⟨

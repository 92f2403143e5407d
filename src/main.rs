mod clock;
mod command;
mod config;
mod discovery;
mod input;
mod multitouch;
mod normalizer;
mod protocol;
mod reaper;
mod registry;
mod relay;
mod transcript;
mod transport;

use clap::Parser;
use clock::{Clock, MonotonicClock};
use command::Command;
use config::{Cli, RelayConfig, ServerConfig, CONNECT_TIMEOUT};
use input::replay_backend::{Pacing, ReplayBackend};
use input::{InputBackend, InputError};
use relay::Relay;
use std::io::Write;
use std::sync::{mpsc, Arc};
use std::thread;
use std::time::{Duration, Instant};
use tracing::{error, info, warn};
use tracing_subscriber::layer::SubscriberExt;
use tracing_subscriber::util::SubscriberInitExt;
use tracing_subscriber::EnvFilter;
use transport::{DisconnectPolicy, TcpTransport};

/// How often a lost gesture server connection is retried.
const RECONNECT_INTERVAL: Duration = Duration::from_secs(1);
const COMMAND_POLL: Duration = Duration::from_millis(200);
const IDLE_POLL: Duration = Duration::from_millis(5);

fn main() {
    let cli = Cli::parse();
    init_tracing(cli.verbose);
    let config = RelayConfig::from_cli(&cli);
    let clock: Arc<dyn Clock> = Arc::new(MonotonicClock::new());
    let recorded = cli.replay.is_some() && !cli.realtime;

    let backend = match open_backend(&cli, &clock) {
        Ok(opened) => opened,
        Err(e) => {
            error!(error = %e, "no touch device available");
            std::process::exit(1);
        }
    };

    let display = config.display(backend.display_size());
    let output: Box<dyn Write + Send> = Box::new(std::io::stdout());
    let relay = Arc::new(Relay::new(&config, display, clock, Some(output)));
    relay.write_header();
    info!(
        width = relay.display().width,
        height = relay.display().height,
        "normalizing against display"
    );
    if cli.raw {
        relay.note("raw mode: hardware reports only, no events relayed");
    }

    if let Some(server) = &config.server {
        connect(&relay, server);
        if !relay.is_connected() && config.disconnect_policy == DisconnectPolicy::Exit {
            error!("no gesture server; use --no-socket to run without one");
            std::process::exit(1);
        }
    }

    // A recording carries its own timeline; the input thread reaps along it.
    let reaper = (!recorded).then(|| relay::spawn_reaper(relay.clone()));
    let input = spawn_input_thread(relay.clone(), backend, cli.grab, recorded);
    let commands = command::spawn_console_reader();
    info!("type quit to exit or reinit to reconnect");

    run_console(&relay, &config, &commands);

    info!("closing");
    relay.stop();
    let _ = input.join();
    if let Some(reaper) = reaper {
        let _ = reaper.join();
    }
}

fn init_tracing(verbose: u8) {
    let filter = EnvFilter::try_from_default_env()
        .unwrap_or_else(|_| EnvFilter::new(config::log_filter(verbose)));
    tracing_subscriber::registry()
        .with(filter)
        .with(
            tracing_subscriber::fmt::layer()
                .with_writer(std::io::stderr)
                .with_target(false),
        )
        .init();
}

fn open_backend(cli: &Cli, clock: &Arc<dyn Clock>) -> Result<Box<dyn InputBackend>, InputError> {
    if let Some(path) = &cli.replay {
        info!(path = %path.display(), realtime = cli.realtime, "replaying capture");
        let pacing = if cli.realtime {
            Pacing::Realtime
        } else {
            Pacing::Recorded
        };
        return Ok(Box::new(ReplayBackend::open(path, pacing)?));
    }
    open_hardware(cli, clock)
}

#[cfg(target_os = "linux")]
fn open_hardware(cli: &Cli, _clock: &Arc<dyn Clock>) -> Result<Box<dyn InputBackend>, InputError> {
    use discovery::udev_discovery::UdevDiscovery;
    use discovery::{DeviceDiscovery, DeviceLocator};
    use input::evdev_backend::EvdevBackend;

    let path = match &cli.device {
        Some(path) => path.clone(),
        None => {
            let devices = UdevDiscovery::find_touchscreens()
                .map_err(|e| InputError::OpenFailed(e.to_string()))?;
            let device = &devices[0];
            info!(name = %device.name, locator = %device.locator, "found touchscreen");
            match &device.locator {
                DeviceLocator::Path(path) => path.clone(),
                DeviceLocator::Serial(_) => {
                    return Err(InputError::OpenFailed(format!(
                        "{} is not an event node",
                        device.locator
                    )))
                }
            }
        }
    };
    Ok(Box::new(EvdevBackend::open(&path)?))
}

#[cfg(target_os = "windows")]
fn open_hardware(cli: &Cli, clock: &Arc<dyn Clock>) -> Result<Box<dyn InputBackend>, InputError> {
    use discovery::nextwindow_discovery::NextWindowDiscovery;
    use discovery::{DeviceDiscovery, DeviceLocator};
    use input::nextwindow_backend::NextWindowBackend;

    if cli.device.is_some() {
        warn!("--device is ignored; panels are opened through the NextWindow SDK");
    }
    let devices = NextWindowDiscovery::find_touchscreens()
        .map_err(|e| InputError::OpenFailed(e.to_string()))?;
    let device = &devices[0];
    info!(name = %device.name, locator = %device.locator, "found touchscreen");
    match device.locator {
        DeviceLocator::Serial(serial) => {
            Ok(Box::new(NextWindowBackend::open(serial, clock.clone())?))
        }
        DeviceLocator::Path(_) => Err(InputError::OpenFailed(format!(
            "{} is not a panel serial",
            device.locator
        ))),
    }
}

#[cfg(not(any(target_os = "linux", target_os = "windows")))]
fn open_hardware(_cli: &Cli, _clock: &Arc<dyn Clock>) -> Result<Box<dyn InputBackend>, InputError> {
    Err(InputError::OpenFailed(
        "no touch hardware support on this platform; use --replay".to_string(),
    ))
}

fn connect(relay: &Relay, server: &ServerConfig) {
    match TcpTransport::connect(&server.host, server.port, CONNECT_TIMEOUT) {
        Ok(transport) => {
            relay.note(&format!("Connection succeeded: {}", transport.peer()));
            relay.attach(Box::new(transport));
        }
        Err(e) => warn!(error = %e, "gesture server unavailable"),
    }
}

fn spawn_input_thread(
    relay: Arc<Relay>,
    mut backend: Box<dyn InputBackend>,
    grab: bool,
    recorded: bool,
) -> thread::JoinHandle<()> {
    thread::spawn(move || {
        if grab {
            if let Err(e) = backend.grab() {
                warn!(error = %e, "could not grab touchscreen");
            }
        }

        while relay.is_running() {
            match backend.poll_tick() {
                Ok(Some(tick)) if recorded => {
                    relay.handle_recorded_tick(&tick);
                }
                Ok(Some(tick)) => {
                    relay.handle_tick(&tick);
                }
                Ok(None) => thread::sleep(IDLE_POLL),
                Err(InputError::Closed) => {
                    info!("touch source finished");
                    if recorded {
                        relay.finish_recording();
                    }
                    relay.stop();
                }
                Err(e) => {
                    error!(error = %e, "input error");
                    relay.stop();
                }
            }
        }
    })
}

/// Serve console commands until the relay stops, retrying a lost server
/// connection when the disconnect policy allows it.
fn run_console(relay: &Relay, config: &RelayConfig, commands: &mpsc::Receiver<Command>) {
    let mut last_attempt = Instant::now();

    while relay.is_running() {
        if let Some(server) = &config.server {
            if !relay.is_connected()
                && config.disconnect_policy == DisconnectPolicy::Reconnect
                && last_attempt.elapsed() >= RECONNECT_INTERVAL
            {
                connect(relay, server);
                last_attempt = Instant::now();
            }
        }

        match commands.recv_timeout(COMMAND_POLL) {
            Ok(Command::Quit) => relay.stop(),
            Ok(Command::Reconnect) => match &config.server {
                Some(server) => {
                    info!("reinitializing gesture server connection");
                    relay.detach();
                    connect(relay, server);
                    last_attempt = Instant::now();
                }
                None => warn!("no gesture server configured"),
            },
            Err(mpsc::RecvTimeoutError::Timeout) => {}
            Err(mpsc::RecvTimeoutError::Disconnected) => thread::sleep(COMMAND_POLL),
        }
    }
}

⟩

Please go through the data above and copy each line containing the word "EnvFilter".

use tracing_subscriber::EnvFilter;
    let filter = EnvFilter::try_from_default_env()
        .unwrap_or_else(|_| EnvFilter::new(config::log_filter(verbose)));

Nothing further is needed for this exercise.